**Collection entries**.
== Segment start ==
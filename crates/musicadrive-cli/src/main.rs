//! MusicaDrive CLI entry point.

use clap::Parser;
use tracing_subscriber::EnvFilter;

mod commands;
mod output;

use commands::Cli;

#[tokio::main]
async fn main() {
    tracing_subscriber::fmt()
        .with_env_filter(
            EnvFilter::try_from_default_env().unwrap_or_else(|_| EnvFilter::new("warn")),
        )
        .init();

    let cli = Cli::parse();

    if let Err(e) = cli.execute().await {
        eprintln!("Error: {e}");
        std::process::exit(1);
    }
}
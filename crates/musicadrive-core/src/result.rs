//! Convenience result type alias for MusicaDrive.

use crate::error::AppError;

/// A specialized `Result` type for MusicaDrive operations.
///
/// This is defined as a convenience so that every crate does not need to
/// write `Result<T, AppError>` explicitly.
pub type AppResult<T> = Result<T, AppError>;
== Segment end ==
**WORK INSTRUCTION**. Each record above must be restated in full, word for word.

**SOLUTION BELOW**.
filename crates/musicadrive-cli/src/main.rs
//! MusicaDrive CLI entry point.

use clap::Parser;
use tracing_subscriber::EnvFilter;

mod commands;
mod output;

use commands::Cli;

#[tokio::main]
async fn main() {
    tracing_subscriber::fmt()
        .with_env_filter(
            EnvFilter::try_from_default_env().unwrap_or_else(|_| EnvFilter::new("warn")),
        )
        .init();

    let cli = Cli::parse();

    if let Err(e) = cli.execute().await {
        eprintln!("Error: {e}");
        std::process::exit(1);
    }
}
filename crates/musicadrive-core/src/result.rs
//! Convenience result type alias for MusicaDrive.

use crate::error::AppError;

/// A specialized `Result` type for MusicaDrive operations.
///
/// This is defined as a convenience so that every crate does not need to
/// write `Result<T, AppError>` explicitly.
pub type AppResult<T> = Result<T, AppError>;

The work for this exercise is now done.